◆ **TASK BRIEF**:
Return a copy of every line in the data below that contains "IntCounterVec".

Stored items
use nabla_query::{DefaultValue, EntitySchema, FieldDef};
use serde::{Deserialize, Serialize};

/// Users own backup records.
pub static USER_SCHEMA: EntitySchema = EntitySchema::new(
    "users",
    &[
        FieldDef::string("name").required().trim().searchable(),
        FieldDef::string("email")
            .required()
            .trim()
            .lowercase()
            .searchable(),
        FieldDef::string("password").private(),
        FieldDef::string("role")
            .default_value(DefaultValue::Str("user"))
            .one_of(&["user", "admin"]),
    ],
)
.with_timestamps();

#[derive(Debug, Clone, PartialEq, Serialize, Deserialize)]
pub struct User {
    #[serde(alias = "_id")]
    pub id: String,
    pub name: String,
    pub email: String,
    #[serde(default, skip_serializing_if = "Option::is_none")]
    pub role: Option<String>,
}
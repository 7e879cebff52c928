//! Prometheus metrics for the backup SDK

use lazy_static::lazy_static;
use prometheus::{
    register_histogram_vec, register_int_counter_vec, register_int_gauge, HistogramVec,
    IntCounterVec, IntGauge, TextEncoder,
};

lazy_static! {
    // Search Metrics

    /// Paginated searches by collection and outcome
    pub static ref SEARCH_TOTAL: IntCounterVec = register_int_counter_vec!(
        "nabla_search_total",
        "Total number of paginated searches",
        &["collection", "status"]
    )
    .expect("Failed to register SEARCH_TOTAL");

    pub static ref SEARCH_DURATION_SECONDS: HistogramVec = register_histogram_vec!(
        "nabla_search_duration_seconds",
        "Paginated search duration in seconds",
        &["collection"],
        vec![0.001, 0.005, 0.01, 0.025, 0.05, 0.1, 0.25, 0.5, 1.0, 2.5, 5.0, 10.0]
    )
    .expect("Failed to register SEARCH_DURATION_SECONDS");

    /// Documents returned per page
    pub static ref SEARCH_RESULTS: HistogramVec = register_histogram_vec!(
        "nabla_search_results",
        "Number of documents returned by a search",
        &["collection"],
        vec![0.0, 1.0, 10.0, 25.0, 50.0, 100.0]
    )
    .expect("Failed to register SEARCH_RESULTS");

    // Backup API Metrics

    pub static ref API_REQUESTS_TOTAL: IntCounterVec = register_int_counter_vec!(
        "nabla_api_requests_total",
        "Total number of backup API requests",
        &["method", "endpoint", "status"]
    )
    .expect("Failed to register API_REQUESTS_TOTAL");

    pub static ref API_REQUEST_DURATION_SECONDS: HistogramVec = register_histogram_vec!(
        "nabla_api_request_duration_seconds",
        "Backup API request duration in seconds",
        &["method", "endpoint"],
        vec![0.005, 0.01, 0.025, 0.05, 0.1, 0.25, 0.5, 1.0, 2.5, 5.0, 10.0, 30.0]
    )
    .expect("Failed to register API_REQUEST_DURATION_SECONDS");

    // Database Metrics

    pub static ref DB_QUERY_DURATION_SECONDS: HistogramVec = register_histogram_vec!(
        "nabla_db_query_duration_seconds",
        "Database query duration in seconds",
        &["query_type"],
        vec![0.0001, 0.0005, 0.001, 0.005, 0.01, 0.05, 0.1, 0.5, 1.0, 5.0, 10.0]
    )
    .expect("Failed to register DB_QUERY_DURATION_SECONDS");

    pub static ref DB_QUERY_ERRORS_TOTAL: IntCounterVec = register_int_counter_vec!(
        "nabla_db_query_errors_total",
        "Total number of database query errors",
        &["query_type"]
    )
    .expect("Failed to register DB_QUERY_ERRORS_TOTAL");

    /// Connections currently checked out of the pool
    pub static ref DB_CONNECTIONS_ACTIVE: IntGauge = register_int_gauge!(
        "nabla_db_connections_active",
        "Number of active database connections"
    )
    .expect("Failed to register DB_CONNECTIONS_ACTIVE");

    pub static ref DB_CONNECTIONS_IDLE: IntGauge = register_int_gauge!(
        "nabla_db_connections_idle",
        "Number of idle database connections"
    )
    .expect("Failed to register DB_CONNECTIONS_IDLE");

    /// Server-side sessions on the connected database (pg_stat_activity)
    pub static ref DB_SERVER_SESSIONS: IntGauge = register_int_gauge!(
        "nabla_db_server_sessions",
        "Number of server sessions on the connected database"
    )
    .expect("Failed to register DB_SERVER_SESSIONS");

    // Service Metrics

    pub static ref SERVICE_ERRORS_TOTAL: IntCounterVec = register_int_counter_vec!(
        "nabla_service_errors_total",
        "Total number of errors raised by the backup service",
        &["kind"]
    )
    .expect("Failed to register SERVICE_ERRORS_TOTAL");
}

/// All registered metrics in the Prometheus text format.
pub fn render() -> String {
    let families = prometheus::gather();
    TextEncoder::new()
        .encode_to_string(&families)
        .unwrap_or_default()
}

/// Low-cardinality label for an API path: ids become `{id}`.
pub fn endpoint_label(path: &str) -> String {
    let path = path.split('?').next().unwrap_or(path);
    let segments: Vec<&str> = path.split('/').filter(|s| !s.is_empty()).collect();

    let labelled: Vec<&str> = segments
        .iter()
        .map(|segment| match *segment {
            known @ ("backups" | "schedules") => known,
            _ => "{id}",
        })
        .collect();

    format!("/{}", labelled.join("/"))
}

#[cfg(test)]
mod tests {
    use super::*;

    #[test]
    fn test_endpoint_label() {
        assert_eq!(endpoint_label("/backups"), "/backups");
        assert_eq!(endpoint_label("/backups?page=2"), "/backups");
        assert_eq!(endpoint_label("/backups/65a1f"), "/backups/{id}");
        assert_eq!(endpoint_label("/backups/schedules"), "/backups/schedules");
        assert_eq!(
            endpoint_label("/backups/schedules/abc123"),
            "/backups/schedules/{id}"
        );
        assert_eq!(endpoint_label("/"), "/");
    }

    #[test]
    fn test_render_includes_registered_metrics() {
        SEARCH_TOTAL.with_label_values(&["backups", "ok"]).inc();
        let text = render();
        assert!(text.contains("nabla_search_total"));
    }
}
use crate::plan::{CountQuery, FindQuery};
use crate::schema::{EntitySchema, SearchableFieldSet};
use crate::Result;
use async_trait::async_trait;
use serde_json::Value as JsonValue;

/// A queryable collection of documents of one schema.
///
/// `count_documents` and `find` must be safe to run concurrently; pages
/// issue both at once.
#[async_trait]
pub trait Collection: Send + Sync {
    fn schema(&self) -> &'static EntitySchema;

    fn searchable_fields(&self) -> Result<SearchableFieldSet> {
        self.schema().searchable_fields()
    }

    async fn count_documents(&self, query: &CountQuery) -> Result<u64>;

    /// Matching documents, sorted, sliced and populated as requested.
    async fn find(&self, query: &FindQuery) -> Result<Vec<JsonValue>>;
}

#[async_trait]
impl<C: Collection + ?Sized> Collection for std::sync::Arc<C> {
    fn schema(&self) -> &'static EntitySchema {
        (**self).schema()
    }

    fn searchable_fields(&self) -> Result<SearchableFieldSet> {
        (**self).searchable_fields()
    }

    async fn count_documents(&self, query: &CountQuery) -> Result<u64> {
        (**self).count_documents(query).await
    }

    async fn find(&self, query: &FindQuery) -> Result<Vec<JsonValue>> {
        (**self).find(query).await
    }
}
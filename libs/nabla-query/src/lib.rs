//! Paginated, searchable queries over document collections
//!
//! The building blocks shared by every collection type:
//! - Static entity schemas and their searchable field sets
//! - Free-text search filters (case-insensitive regex across searchable fields)
//! - Query planning (sort, population, skip/limit)
//! - Page execution with total counts
//! - JSON shaping and CSV export of documents
//!
//! # Example
//!
//! ```rust,no_run
//! use nabla_query::{
//!     EntitySchema, FieldDef, MemoryStore, Paginator, RawQueryOptions, SchemaRegistry,
//! };
//! use serde_json::json;
//!
//! static PEOPLE: EntitySchema = EntitySchema::new(
//!     "people",
//!     &[FieldDef::string("name").searchable(), FieldDef::string("email").searchable()],
//! );
//!
//! # async fn example() -> nabla_query::Result<()> {
//! let store = MemoryStore::new(SchemaRegistry::new().with(&PEOPLE));
//! store.insert(&PEOPLE, json!({"name": "Alice Smith", "email": "a@x.com"})).await?;
//!
//! let people = Paginator::new(store.collection(&PEOPLE));
//! let page = people.search(Some("alice"), &RawQueryOptions::default()).await?;
//! assert_eq!(page.total_results, 1);
//! # Ok(())
//! # }
//! ```

#![forbid(unsafe_code)]

pub mod collection;
pub mod csv_export;
pub mod error;
pub mod filter;
pub mod json;
pub mod memory;
pub mod options;
pub mod pager;
pub mod plan;
pub mod populate;
pub mod schema;
pub mod search;

mod path;

pub use collection::Collection;
pub use error::{Error, Result};
pub use filter::{CompiledFilter, FieldEquals, FieldMatch, FilterBuilder, QueryFilter, SearchFilter};
pub use memory::{MemoryCollection, MemoryStore};
pub use options::{
    parse_sort_by, LooseInt, PaginationPolicy, QueryOptions, RawQueryOptions, SortDirection,
    SortKey,
};
pub use pager::{total_pages, PageResult};
pub use plan::{CountQuery, FetchPlan, FindQuery, QueryPlanner};
pub use populate::{DocumentSource, PopulateDirective, Populator};
pub use schema::{
    DefaultValue, EntitySchema, FieldDef, FieldKind, SchemaRegistry, SearchableFieldSet,
};
pub use search::{Paginator, TextSearchResult};

/// Documents are JSON objects; `_id` carries the string id.
pub type Document = serde_json::Value;
//! Query options parsing and normalization
//!
//! Callers hand over loosely-typed options (`sortBy`, `populate`, `limit`,
//! `page`) straight from a query string or JSON body. They are normalized,
//! never rejected:
//! - `limit`: positive integer, otherwise the policy default (10); clamped
//!   only when the policy sets a maximum
//! - `page`: positive integer, otherwise 1
//! - `sortBy`: `field:asc|desc` pairs separated by commas; any direction
//!   other than `desc` sorts ascending
//! - `populate`: comma-separated dotted relation paths

use crate::populate::PopulateDirective;
use serde::{Deserialize, Serialize};

pub const DEFAULT_LIMIT: u64 = 10;
pub const DEFAULT_PAGE: u64 = 1;
pub const DEFAULT_SORT_FIELD: &str = "createdAt";

#[derive(Debug, Clone, Copy, PartialEq, Eq, Serialize, Deserialize)]
#[serde(rename_all = "lowercase")]
pub enum SortDirection {
    Asc,
    Desc,
}

impl SortDirection {
    pub fn is_ascending(self) -> bool {
        matches!(self, SortDirection::Asc)
    }

    pub fn as_str(self) -> &'static str {
        match self {
            SortDirection::Asc => "asc",
            SortDirection::Desc => "desc",
        }
    }
}

/// One sort key.
#[derive(Debug, Clone, PartialEq, Eq, Serialize, Deserialize)]
pub struct SortKey {
    pub field: String,
    pub direction: SortDirection,
}

impl SortKey {
    pub fn asc(field: impl Into<String>) -> Self {
        Self {
            field: field.into(),
            direction: SortDirection::Asc,
        }
    }

    pub fn desc(field: impl Into<String>) -> Self {
        Self {
            field: field.into(),
            direction: SortDirection::Desc,
        }
    }
}

/// Normalized options of a paginated query.
#[derive(Debug, Clone, PartialEq, Eq)]
pub struct QueryOptions {
    pub sort_by: Vec<SortKey>,
    pub populate: Vec<PopulateDirective>,
    /// Always >= 1
    pub limit: u64,
    /// Always >= 1
    pub page: u64,
}

impl Default for QueryOptions {
    fn default() -> Self {
        Self {
            sort_by: Vec::new(),
            populate: Vec::new(),
            limit: DEFAULT_LIMIT,
            page: DEFAULT_PAGE,
        }
    }
}

impl QueryOptions {
    pub fn with_limit(mut self, limit: u64) -> Self {
        self.limit = limit.max(1);
        self
    }

    pub fn with_page(mut self, page: u64) -> Self {
        self.page = page.max(1);
        self
    }

    pub fn with_sort(mut self, key: SortKey) -> Self {
        self.sort_by.push(key);
        self
    }

    pub fn with_populate(mut self, directive: PopulateDirective) -> Self {
        self.populate.push(directive);
        self
    }

    /// Number of documents skipped before the requested page.
    pub fn skip(&self) -> u64 {
        self.page.saturating_sub(1).saturating_mul(self.limit)
    }
}

/// Integer-ish input: a JSON number or a string such as `"20"`.
#[derive(Debug, Clone, PartialEq, Serialize, Deserialize)]
#[serde(untagged)]
pub enum LooseInt {
    Integer(i64),
    Float(f64),
    Text(String),
}

impl LooseInt {
    /// Integer value read the lenient way: leading whitespace and sign, then
    /// leading digits (`"12abc"` is 12, `"abc"` is nothing).
    pub fn to_i64(&self) -> Option<i64> {
        match self {
            LooseInt::Integer(v) => Some(*v),
            LooseInt::Float(v) if v.is_finite() => Some(v.trunc() as i64),
            LooseInt::Float(_) => None,
            LooseInt::Text(s) => parse_leading_int(s),
        }
    }
}

impl From<i64> for LooseInt {
    fn from(v: i64) -> Self {
        LooseInt::Integer(v)
    }
}

impl From<u64> for LooseInt {
    fn from(v: u64) -> Self {
        LooseInt::Integer(i64::try_from(v).unwrap_or(i64::MAX))
    }
}

impl From<&str> for LooseInt {
    fn from(v: &str) -> Self {
        LooseInt::Text(v.to_string())
    }
}

impl From<String> for LooseInt {
    fn from(v: String) -> Self {
        LooseInt::Text(v)
    }
}

fn parse_leading_int(s: &str) -> Option<i64> {
    let s = s.trim_start();
    let (negative, digits) = match s.as_bytes().first() {
        Some(b'-') => (true, &s[1..]),
        Some(b'+') => (false, &s[1..]),
        _ => (false, s),
    };
    let end = digits
        .bytes()
        .position(|b| !b.is_ascii_digit())
        .unwrap_or(digits.len());
    if end == 0 {
        return None;
    }
    // Overflowing digit runs saturate; the caller only cares about sign and size.
    let magnitude = digits[..end].parse::<i64>().unwrap_or(i64::MAX);
    Some(if negative { -magnitude } else { magnitude })
}

/// Options as supplied by a caller, before normalization.
#[derive(Debug, Clone, Default, PartialEq, Serialize, Deserialize)]
#[serde(rename_all = "camelCase")]
pub struct RawQueryOptions {
    #[serde(default, skip_serializing_if = "Option::is_none")]
    pub sort_by: Option<String>,
    #[serde(default, skip_serializing_if = "Option::is_none")]
    pub populate: Option<String>,
    #[serde(default, skip_serializing_if = "Option::is_none")]
    pub limit: Option<LooseInt>,
    #[serde(default, skip_serializing_if = "Option::is_none")]
    pub page: Option<LooseInt>,
}

impl RawQueryOptions {
    pub fn sort_by(mut self, sort_by: impl Into<String>) -> Self {
        self.sort_by = Some(sort_by.into());
        self
    }

    pub fn populate(mut self, populate: impl Into<String>) -> Self {
        self.populate = Some(populate.into());
        self
    }

    pub fn limit(mut self, limit: impl Into<LooseInt>) -> Self {
        self.limit = Some(limit.into());
        self
    }

    pub fn page(mut self, page: impl Into<LooseInt>) -> Self {
        self.page = Some(page.into());
        self
    }

    /// Normalize under `policy`.
    pub fn normalize(&self, policy: &PaginationPolicy) -> QueryOptions {
        let limit = self
            .limit
            .as_ref()
            .and_then(LooseInt::to_i64)
            .filter(|v| *v > 0)
            .map(|v| v as u64)
            .unwrap_or(policy.default_limit);
        let limit = match policy.max_limit {
            Some(max) => limit.min(max),
            None => limit,
        }
        .max(1);

        let page = self
            .page
            .as_ref()
            .and_then(LooseInt::to_i64)
            .filter(|v| *v > 0)
            .map(|v| v as u64)
            .unwrap_or(DEFAULT_PAGE);

        QueryOptions {
            sort_by: self.sort_by.as_deref().map(parse_sort_by).unwrap_or_default(),
            populate: self
                .populate
                .as_deref()
                .map(PopulateDirective::parse_list)
                .unwrap_or_default(),
            limit,
            page,
        }
    }
}

/// Defaults and bounds applied during normalization.
#[derive(Debug, Clone, Copy, PartialEq, Eq)]
pub struct PaginationPolicy {
    pub default_limit: u64,
    pub max_limit: Option<u64>,
}

/// No upper bound on `limit` unless one is set.
impl Default for PaginationPolicy {
    fn default() -> Self {
        Self {
            default_limit: DEFAULT_LIMIT,
            max_limit: None,
        }
    }
}

impl PaginationPolicy {
    pub fn with_max_limit(mut self, max_limit: u64) -> Self {
        self.max_limit = Some(max_limit.max(1));
        self
    }
}

/// Parse `field:asc|desc[,field:asc|desc...]`.
pub fn parse_sort_by(value: &str) -> Vec<SortKey> {
    value
        .split(',')
        .filter_map(|raw| {
            let raw = raw.trim();
            let (field, order) = match raw.split_once(':') {
                Some((field, order)) => (field.trim(), order.trim()),
                None => (raw, ""),
            };
            if field.is_empty() {
                return None;
            }
            let direction = if order.eq_ignore_ascii_case("desc") {
                SortDirection::Desc
            } else {
                SortDirection::Asc
            };
            Some(SortKey {
                field: field.to_string(),
                direction,
            })
        })
        .collect()
}
use chrono::{DateTime, Utc, Weekday};
use serde::{Deserialize, Serialize};
use validator::{Validate, ValidationError};

#[derive(Debug, Clone, Copy, PartialEq, Eq, Serialize, Deserialize)]
#[serde(rename_all = "lowercase")]
pub enum Interval {
    Day,
    Week,
    Month,
}

impl Interval {
    pub fn as_str(self) -> &'static str {
        match self {
            Interval::Day => "day",
            Interval::Week => "week",
            Interval::Month => "month",
        }
    }
}

impl std::str::FromStr for Interval {
    type Err = String;

    fn from_str(s: &str) -> Result<Self, Self::Err> {
        match s.to_ascii_lowercase().as_str() {
            "day" | "daily" => Ok(Interval::Day),
            "week" | "weekly" => Ok(Interval::Week),
            "month" | "monthly" => Ok(Interval::Month),
            other => Err(format!("unknown interval '{other}', expected day, week or month")),
        }
    }
}

/// Recurring backup of one database.
#[derive(Debug, Clone, PartialEq, Serialize, Deserialize)]
#[serde(rename_all = "camelCase")]
pub struct BackupSchedule {
    #[serde(alias = "_id")]
    pub id: String,
    pub db: String,
    pub interval: Interval,
    /// Day of week, Sunday = 0. Weekly schedules only.
    #[serde(default, skip_serializing_if = "Option::is_none")]
    pub day: Option<u8>,
    /// Hour of day, 0-23
    pub hour: u8,
    #[serde(default, skip_serializing_if = "Option::is_none")]
    pub created_at: Option<DateTime<Utc>>,
    #[serde(default, skip_serializing_if = "Option::is_none")]
    pub updated_at: Option<DateTime<Utc>>,
}

/// Body of `POST /backups/schedules`.
#[derive(Debug, Clone, PartialEq, Serialize, Deserialize, Validate)]
#[validate(schema(function = "validate_weekly_day"))]
pub struct NewSchedule {
    #[validate(length(min = 1, message = "db must not be empty"))]
    pub db: String,
    pub interval: Interval,
    #[serde(default, skip_serializing_if = "Option::is_none")]
    #[validate(range(max = 6, message = "day must be between 0 (Sunday) and 6"))]
    pub day: Option<u8>,
    #[validate(range(max = 23, message = "hour must be between 0 and 23"))]
    pub hour: u8,
}

impl NewSchedule {
    pub fn daily(db: impl Into<String>, hour: u8) -> Self {
        Self {
            db: db.into(),
            interval: Interval::Day,
            day: None,
            hour,
        }
    }

    pub fn weekly(db: impl Into<String>, day: Weekday, hour: u8) -> Self {
        Self {
            db: db.into(),
            interval: Interval::Week,
            day: u8::try_from(day.num_days_from_sunday()).ok(),
            hour,
        }
    }

    pub fn monthly(db: impl Into<String>, hour: u8) -> Self {
        Self {
            db: db.into(),
            interval: Interval::Month,
            day: None,
            hour,
        }
    }
}

fn validate_weekly_day(schedule: &NewSchedule) -> Result<(), ValidationError> {
    if schedule.interval == Interval::Week && schedule.day.is_none() {
        let mut err = ValidationError::new("weekly_day");
        err.message = Some("weekly schedules need a day".into());
        return Err(err);
    }
    Ok(())
}

/// Body of `PATCH /backups/schedules/{id}`. Absent fields are unchanged.
#[derive(Debug, Clone, Default, PartialEq, Serialize, Deserialize, Validate)]
pub struct SchedulePatch {
    #[serde(default, skip_serializing_if = "Option::is_none")]
    pub interval: Option<Interval>,
    #[serde(default, skip_serializing_if = "Option::is_none")]
    #[validate(range(max = 6, message = "day must be between 0 (Sunday) and 6"))]
    pub day: Option<u8>,
    #[serde(default, skip_serializing_if = "Option::is_none")]
    #[validate(range(max = 23, message = "hour must be between 0 and 23"))]
    pub hour: Option<u8>,
}

impl SchedulePatch {
    pub fn is_empty(&self) -> bool {
        self.interval.is_none() && self.day.is_none() && self.hour.is_none()
    }
}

◆ **FINISHED EXERCISE**:
    IntCounterVec, IntGauge, TextEncoder,
    pub static ref SEARCH_TOTAL: IntCounterVec = register_int_counter_vec!(
    pub static ref API_REQUESTS_TOTAL: IntCounterVec = register_int_counter_vec!(
    pub static ref DB_QUERY_ERRORS_TOTAL: IntCounterVec = register_int_counter_vec!(
    pub static ref SERVICE_ERRORS_TOTAL: IntCounterVec = register_int_counter_vec!(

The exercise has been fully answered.